* Problem details *
Every line in the listing that holds "only" counts once; state the total and nothing more.

○ ○ ○

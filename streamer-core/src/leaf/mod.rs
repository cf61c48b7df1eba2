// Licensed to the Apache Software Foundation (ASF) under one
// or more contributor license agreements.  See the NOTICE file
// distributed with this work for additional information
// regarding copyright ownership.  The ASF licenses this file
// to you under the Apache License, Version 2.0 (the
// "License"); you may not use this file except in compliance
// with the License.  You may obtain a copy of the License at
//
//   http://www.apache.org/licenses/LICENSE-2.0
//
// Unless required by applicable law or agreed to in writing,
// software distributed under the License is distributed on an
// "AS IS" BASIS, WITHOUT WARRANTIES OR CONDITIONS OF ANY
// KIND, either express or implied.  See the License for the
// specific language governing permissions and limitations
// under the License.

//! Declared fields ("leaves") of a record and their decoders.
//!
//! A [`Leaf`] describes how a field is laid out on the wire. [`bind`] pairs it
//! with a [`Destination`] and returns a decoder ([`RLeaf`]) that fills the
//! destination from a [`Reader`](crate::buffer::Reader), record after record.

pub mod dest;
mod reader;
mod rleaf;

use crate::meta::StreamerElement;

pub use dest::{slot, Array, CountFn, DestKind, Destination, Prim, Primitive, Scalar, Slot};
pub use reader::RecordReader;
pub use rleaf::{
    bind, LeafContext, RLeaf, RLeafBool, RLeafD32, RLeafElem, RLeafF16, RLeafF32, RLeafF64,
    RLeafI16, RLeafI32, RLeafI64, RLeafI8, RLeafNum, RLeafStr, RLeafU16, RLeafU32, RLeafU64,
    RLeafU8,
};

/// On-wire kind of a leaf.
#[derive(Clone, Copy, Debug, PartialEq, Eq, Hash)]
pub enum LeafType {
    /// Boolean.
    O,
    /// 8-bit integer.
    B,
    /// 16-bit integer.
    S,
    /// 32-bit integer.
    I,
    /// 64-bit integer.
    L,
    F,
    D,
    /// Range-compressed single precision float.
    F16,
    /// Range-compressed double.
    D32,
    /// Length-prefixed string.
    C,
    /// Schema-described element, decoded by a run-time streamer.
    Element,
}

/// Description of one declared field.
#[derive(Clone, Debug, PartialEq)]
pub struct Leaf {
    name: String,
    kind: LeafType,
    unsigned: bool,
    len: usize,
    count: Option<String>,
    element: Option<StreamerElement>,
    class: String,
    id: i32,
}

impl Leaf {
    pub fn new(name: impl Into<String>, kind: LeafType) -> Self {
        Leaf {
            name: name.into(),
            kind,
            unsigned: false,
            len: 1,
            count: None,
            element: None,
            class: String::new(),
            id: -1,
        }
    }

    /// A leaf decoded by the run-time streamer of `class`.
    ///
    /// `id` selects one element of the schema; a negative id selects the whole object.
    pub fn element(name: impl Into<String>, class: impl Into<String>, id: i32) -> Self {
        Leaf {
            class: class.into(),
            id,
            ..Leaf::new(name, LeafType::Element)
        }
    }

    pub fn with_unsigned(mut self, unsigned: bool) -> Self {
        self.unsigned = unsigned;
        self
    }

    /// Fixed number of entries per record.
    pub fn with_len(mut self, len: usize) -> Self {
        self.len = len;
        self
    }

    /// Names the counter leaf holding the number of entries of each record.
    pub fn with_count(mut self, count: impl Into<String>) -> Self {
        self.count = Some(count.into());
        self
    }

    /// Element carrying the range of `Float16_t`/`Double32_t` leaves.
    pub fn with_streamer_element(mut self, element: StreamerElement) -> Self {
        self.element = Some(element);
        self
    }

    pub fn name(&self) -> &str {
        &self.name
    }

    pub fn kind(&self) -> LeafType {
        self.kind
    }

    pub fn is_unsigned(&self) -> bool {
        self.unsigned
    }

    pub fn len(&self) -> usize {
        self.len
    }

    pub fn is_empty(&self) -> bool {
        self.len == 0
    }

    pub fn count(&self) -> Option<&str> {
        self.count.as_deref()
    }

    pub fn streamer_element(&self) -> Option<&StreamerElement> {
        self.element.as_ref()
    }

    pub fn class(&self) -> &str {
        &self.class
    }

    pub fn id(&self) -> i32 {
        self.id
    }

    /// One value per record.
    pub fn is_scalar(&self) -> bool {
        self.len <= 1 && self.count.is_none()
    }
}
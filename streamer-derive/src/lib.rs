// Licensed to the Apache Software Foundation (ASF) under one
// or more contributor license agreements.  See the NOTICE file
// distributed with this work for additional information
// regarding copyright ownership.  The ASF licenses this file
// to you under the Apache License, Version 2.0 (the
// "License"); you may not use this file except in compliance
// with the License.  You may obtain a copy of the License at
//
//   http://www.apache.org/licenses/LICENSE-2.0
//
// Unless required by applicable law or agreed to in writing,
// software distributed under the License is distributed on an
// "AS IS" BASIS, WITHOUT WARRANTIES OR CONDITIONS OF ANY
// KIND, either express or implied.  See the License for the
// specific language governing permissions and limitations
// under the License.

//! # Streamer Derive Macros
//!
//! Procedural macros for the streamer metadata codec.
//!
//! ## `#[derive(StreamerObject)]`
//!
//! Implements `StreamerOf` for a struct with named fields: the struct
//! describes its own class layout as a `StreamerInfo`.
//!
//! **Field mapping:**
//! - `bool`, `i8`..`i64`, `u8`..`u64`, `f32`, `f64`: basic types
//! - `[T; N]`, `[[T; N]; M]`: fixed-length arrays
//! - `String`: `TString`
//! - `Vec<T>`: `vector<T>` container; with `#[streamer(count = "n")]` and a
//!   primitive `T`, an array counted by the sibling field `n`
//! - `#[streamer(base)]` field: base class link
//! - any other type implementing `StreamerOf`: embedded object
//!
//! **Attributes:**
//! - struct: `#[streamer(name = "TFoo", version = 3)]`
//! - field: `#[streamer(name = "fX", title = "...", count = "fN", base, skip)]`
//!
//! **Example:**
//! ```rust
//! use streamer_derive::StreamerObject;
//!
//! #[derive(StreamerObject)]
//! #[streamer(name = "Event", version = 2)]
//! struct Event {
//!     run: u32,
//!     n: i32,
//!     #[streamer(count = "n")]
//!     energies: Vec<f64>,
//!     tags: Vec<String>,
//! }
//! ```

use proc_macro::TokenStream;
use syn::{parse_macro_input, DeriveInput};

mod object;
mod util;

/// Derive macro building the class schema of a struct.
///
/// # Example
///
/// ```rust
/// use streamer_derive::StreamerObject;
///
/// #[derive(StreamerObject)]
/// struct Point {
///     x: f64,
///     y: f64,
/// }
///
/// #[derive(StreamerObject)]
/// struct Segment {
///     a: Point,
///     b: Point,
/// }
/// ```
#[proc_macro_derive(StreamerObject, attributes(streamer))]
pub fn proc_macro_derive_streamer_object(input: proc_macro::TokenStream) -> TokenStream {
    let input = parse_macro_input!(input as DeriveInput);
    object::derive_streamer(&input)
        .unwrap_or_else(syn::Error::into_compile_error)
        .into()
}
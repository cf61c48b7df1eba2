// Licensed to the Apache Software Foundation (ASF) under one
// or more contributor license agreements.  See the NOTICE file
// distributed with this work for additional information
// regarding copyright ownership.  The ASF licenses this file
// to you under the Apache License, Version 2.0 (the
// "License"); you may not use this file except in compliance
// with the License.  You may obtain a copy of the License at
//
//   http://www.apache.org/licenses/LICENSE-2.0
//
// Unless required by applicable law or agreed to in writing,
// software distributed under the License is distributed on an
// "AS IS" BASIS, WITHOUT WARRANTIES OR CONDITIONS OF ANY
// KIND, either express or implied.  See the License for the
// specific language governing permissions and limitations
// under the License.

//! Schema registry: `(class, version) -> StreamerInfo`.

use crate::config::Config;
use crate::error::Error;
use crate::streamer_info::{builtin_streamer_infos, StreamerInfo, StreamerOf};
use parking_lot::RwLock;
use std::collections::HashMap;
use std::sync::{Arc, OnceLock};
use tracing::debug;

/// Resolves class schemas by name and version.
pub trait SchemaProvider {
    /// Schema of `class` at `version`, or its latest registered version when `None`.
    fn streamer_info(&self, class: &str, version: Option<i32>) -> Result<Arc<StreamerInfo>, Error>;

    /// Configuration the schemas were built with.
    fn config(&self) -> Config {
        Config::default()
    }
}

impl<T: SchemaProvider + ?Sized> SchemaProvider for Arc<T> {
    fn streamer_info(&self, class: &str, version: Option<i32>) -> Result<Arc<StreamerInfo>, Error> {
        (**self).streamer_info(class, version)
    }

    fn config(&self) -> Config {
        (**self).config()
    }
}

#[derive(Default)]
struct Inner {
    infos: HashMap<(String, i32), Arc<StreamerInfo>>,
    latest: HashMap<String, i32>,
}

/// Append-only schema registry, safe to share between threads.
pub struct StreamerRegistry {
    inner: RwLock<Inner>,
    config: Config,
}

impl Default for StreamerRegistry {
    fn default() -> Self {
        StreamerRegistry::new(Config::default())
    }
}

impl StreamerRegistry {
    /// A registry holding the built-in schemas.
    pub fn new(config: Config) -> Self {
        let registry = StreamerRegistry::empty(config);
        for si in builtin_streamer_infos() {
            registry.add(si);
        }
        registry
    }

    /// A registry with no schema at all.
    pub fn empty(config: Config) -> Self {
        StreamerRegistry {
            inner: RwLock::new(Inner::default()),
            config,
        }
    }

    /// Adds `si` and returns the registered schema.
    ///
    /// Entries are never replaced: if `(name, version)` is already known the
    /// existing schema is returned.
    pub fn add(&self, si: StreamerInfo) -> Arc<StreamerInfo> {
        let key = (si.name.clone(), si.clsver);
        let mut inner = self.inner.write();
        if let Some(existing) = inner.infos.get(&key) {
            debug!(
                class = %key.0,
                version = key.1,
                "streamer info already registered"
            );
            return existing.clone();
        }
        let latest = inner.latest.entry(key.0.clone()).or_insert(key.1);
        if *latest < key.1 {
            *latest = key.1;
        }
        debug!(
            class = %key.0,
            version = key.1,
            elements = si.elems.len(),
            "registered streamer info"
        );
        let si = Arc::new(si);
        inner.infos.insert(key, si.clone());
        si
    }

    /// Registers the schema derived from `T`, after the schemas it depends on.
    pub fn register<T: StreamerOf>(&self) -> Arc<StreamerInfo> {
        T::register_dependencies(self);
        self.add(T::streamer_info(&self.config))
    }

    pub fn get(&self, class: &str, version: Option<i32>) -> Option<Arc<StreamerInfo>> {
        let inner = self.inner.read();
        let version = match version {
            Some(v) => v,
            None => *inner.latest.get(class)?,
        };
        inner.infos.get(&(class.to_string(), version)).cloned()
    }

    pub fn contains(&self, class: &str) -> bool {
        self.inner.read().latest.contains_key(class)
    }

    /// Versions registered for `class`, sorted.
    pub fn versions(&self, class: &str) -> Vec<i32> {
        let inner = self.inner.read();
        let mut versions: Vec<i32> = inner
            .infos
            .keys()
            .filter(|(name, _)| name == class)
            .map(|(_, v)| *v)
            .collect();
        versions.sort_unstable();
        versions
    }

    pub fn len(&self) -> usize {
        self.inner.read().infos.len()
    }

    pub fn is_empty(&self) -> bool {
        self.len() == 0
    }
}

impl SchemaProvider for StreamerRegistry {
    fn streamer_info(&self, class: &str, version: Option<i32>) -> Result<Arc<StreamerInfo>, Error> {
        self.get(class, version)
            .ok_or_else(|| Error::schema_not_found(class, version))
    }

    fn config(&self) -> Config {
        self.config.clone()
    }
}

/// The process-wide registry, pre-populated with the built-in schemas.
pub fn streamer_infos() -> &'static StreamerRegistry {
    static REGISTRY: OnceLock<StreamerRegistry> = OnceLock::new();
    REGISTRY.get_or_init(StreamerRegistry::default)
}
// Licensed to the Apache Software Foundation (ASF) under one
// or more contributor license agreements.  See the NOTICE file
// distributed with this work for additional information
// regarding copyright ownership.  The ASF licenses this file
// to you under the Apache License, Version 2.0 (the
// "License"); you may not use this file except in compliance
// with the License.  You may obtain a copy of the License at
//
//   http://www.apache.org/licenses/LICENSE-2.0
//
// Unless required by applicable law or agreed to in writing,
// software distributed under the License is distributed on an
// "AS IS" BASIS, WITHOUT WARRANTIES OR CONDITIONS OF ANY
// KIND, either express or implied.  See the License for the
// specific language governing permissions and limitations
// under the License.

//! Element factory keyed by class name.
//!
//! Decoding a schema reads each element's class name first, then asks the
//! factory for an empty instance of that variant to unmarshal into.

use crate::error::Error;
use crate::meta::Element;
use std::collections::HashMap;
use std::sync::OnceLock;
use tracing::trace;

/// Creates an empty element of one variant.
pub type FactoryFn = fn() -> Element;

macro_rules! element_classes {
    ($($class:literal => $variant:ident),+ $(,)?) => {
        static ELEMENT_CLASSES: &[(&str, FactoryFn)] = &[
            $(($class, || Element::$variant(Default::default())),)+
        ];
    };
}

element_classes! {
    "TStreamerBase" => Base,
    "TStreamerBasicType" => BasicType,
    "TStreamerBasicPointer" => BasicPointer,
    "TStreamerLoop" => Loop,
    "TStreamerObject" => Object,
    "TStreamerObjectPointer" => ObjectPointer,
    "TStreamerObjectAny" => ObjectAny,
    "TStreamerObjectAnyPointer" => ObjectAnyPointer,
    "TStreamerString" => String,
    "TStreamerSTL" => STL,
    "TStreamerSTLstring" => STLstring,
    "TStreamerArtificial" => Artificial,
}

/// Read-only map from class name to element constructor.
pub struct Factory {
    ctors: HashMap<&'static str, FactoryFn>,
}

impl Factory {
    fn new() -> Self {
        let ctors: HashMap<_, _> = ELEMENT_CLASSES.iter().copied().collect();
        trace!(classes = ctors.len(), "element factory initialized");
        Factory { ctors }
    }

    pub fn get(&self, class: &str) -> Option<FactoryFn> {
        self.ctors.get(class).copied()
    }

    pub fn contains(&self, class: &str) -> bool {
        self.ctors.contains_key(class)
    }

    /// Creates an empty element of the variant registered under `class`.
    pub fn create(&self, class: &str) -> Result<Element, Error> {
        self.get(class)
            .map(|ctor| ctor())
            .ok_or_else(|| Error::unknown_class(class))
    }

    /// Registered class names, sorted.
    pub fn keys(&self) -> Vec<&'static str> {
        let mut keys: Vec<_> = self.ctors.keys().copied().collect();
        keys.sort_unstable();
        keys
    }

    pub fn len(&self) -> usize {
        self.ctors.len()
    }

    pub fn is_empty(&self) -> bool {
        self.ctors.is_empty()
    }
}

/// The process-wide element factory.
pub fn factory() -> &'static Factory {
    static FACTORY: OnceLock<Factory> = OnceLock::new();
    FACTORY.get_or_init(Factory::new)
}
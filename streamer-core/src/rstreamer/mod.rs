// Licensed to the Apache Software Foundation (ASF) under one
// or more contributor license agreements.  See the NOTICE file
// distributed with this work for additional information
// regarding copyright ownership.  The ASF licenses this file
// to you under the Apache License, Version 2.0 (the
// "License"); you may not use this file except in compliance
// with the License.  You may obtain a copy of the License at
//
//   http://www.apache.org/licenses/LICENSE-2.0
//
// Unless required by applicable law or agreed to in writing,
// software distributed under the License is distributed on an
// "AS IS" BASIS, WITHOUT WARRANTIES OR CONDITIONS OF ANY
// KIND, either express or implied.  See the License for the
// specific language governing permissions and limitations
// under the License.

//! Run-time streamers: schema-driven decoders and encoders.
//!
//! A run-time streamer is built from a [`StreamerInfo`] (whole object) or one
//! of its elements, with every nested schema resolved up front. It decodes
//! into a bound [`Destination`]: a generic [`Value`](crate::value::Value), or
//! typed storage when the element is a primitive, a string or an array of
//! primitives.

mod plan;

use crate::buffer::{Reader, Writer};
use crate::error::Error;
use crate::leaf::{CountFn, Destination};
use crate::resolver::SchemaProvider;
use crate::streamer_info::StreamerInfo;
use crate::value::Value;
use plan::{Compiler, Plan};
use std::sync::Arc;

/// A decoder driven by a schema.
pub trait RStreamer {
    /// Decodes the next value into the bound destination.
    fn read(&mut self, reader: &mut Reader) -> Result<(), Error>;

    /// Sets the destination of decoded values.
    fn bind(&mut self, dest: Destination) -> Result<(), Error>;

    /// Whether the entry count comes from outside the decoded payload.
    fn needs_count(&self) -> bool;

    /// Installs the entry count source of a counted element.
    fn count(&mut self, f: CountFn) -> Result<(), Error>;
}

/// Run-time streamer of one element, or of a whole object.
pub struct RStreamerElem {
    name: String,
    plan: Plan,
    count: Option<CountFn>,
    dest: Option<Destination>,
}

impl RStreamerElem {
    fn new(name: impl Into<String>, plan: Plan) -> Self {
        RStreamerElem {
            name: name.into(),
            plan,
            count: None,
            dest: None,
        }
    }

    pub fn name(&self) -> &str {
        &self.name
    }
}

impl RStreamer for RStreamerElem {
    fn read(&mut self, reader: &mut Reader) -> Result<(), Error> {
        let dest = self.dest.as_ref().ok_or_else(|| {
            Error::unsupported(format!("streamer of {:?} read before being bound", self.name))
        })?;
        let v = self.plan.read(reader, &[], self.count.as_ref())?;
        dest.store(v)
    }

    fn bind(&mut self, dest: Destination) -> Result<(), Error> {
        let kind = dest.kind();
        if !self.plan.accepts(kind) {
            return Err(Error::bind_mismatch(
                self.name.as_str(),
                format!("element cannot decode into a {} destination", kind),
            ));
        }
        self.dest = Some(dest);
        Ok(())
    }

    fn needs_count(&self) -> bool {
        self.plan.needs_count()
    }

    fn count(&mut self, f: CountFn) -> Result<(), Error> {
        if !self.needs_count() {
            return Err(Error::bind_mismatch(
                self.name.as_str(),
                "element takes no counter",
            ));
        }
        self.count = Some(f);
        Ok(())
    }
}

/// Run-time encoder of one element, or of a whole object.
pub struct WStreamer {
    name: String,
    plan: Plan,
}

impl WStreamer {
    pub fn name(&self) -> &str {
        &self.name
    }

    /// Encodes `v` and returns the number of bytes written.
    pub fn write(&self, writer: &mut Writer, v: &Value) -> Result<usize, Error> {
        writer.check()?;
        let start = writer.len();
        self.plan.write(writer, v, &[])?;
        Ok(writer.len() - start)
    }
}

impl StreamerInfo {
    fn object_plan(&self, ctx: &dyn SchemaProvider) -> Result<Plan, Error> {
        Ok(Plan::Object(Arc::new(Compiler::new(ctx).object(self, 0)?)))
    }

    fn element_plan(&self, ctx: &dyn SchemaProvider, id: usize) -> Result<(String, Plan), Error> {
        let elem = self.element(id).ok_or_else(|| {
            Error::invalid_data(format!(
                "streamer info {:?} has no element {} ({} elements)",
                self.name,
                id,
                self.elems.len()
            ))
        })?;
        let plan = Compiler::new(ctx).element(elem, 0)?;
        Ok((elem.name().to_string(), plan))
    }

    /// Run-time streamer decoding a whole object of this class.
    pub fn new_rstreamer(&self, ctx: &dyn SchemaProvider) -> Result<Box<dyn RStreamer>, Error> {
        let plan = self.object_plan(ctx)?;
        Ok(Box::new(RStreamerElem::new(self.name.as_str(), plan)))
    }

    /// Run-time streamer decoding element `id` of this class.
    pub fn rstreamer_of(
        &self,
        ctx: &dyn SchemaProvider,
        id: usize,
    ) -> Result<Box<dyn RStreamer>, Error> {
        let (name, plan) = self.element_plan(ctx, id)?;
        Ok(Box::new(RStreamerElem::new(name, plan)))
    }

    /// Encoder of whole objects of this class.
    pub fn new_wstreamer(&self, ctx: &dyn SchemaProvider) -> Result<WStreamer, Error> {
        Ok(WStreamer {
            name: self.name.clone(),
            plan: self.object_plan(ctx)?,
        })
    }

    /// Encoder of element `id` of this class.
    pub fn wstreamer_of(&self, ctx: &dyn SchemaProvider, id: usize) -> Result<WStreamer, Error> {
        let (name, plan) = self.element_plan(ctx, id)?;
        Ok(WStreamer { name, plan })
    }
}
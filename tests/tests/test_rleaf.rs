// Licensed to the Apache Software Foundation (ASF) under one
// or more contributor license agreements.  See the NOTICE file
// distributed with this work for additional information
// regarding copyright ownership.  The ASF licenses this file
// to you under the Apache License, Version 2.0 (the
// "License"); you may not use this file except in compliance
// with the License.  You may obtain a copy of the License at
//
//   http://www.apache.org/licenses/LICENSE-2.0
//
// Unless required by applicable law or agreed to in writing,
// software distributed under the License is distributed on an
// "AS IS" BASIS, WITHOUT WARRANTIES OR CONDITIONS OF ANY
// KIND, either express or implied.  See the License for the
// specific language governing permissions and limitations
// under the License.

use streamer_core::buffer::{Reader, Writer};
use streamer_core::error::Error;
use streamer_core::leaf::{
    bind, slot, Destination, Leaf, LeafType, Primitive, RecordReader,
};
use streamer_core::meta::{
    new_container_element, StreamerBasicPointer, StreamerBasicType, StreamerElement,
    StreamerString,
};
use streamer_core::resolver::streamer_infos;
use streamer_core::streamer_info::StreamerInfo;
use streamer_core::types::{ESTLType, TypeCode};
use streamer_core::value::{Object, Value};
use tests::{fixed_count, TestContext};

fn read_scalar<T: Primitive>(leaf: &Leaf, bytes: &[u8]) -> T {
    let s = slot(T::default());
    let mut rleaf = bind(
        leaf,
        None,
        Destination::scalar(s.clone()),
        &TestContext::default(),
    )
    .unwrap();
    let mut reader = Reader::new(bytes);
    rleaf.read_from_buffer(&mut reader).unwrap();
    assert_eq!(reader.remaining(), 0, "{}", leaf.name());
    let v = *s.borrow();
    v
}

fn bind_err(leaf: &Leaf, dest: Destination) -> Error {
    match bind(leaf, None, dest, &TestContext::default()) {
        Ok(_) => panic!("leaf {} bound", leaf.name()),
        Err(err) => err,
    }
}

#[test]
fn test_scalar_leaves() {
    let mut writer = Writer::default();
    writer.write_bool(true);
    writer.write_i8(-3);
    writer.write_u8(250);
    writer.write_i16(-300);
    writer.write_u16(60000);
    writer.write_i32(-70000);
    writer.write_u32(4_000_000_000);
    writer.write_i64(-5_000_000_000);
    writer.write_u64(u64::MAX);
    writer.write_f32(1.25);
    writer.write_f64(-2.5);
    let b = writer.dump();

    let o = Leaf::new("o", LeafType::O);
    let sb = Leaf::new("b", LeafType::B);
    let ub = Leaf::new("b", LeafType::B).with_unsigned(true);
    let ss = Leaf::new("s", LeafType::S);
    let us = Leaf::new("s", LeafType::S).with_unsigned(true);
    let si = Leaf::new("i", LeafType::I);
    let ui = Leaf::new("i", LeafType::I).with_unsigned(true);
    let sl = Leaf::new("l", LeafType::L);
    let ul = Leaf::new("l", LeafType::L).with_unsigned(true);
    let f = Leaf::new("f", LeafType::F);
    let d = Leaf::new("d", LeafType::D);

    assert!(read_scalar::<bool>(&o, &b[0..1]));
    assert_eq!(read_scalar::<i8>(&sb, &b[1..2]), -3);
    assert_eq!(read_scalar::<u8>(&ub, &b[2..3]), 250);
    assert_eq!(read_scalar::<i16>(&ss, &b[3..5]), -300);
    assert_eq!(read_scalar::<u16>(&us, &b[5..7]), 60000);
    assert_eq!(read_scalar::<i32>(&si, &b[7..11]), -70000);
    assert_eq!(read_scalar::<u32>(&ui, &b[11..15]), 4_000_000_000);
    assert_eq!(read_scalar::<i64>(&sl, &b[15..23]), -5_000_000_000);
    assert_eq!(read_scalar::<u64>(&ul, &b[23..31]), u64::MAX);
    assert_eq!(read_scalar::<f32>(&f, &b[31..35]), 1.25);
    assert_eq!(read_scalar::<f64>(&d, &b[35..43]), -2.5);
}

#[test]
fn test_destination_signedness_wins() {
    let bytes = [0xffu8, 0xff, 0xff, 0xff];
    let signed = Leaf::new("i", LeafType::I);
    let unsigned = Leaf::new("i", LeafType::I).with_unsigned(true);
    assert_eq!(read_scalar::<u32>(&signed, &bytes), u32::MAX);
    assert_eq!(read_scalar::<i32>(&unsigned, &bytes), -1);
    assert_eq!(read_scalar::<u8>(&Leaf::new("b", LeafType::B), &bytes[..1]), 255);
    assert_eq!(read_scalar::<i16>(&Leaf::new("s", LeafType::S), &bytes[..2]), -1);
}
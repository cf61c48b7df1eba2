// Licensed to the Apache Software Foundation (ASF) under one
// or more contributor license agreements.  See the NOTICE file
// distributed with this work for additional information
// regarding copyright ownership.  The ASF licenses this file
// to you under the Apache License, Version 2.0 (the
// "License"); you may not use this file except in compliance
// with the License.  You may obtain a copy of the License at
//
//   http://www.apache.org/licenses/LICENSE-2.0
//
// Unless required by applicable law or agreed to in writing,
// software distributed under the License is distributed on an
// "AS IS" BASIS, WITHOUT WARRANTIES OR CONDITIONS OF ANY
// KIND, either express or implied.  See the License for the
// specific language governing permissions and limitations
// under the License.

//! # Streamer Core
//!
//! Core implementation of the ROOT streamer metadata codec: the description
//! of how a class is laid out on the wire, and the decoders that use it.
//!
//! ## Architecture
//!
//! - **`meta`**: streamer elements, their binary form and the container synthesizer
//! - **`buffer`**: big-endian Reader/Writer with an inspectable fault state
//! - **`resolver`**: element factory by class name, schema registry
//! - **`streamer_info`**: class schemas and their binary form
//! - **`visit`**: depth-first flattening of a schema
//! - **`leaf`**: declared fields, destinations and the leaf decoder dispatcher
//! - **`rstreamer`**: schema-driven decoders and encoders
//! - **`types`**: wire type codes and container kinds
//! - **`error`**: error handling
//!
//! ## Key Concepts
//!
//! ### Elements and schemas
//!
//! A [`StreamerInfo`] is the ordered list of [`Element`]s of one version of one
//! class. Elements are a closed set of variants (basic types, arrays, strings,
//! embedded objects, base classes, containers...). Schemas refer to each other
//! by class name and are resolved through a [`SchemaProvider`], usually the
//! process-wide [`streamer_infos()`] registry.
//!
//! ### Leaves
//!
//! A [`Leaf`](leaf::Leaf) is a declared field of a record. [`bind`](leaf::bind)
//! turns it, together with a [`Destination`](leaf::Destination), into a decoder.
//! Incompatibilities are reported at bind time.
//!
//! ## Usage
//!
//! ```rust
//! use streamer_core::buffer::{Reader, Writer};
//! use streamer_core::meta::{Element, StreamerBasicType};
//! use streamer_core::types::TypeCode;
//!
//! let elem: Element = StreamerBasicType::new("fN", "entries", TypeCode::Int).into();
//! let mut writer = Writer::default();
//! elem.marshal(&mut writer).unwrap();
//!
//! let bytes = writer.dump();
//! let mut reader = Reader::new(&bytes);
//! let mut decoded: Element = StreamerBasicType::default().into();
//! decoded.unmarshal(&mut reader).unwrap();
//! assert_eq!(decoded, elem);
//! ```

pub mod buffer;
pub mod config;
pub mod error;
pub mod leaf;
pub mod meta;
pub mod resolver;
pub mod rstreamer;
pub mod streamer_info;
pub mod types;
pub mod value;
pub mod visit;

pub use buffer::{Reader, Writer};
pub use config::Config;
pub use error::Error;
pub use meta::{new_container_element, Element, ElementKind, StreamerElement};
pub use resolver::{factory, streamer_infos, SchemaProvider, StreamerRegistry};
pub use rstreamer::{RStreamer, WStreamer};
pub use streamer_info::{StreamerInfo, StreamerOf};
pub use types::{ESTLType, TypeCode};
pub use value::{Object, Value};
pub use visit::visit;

○ ○ ○

* Answer area *
2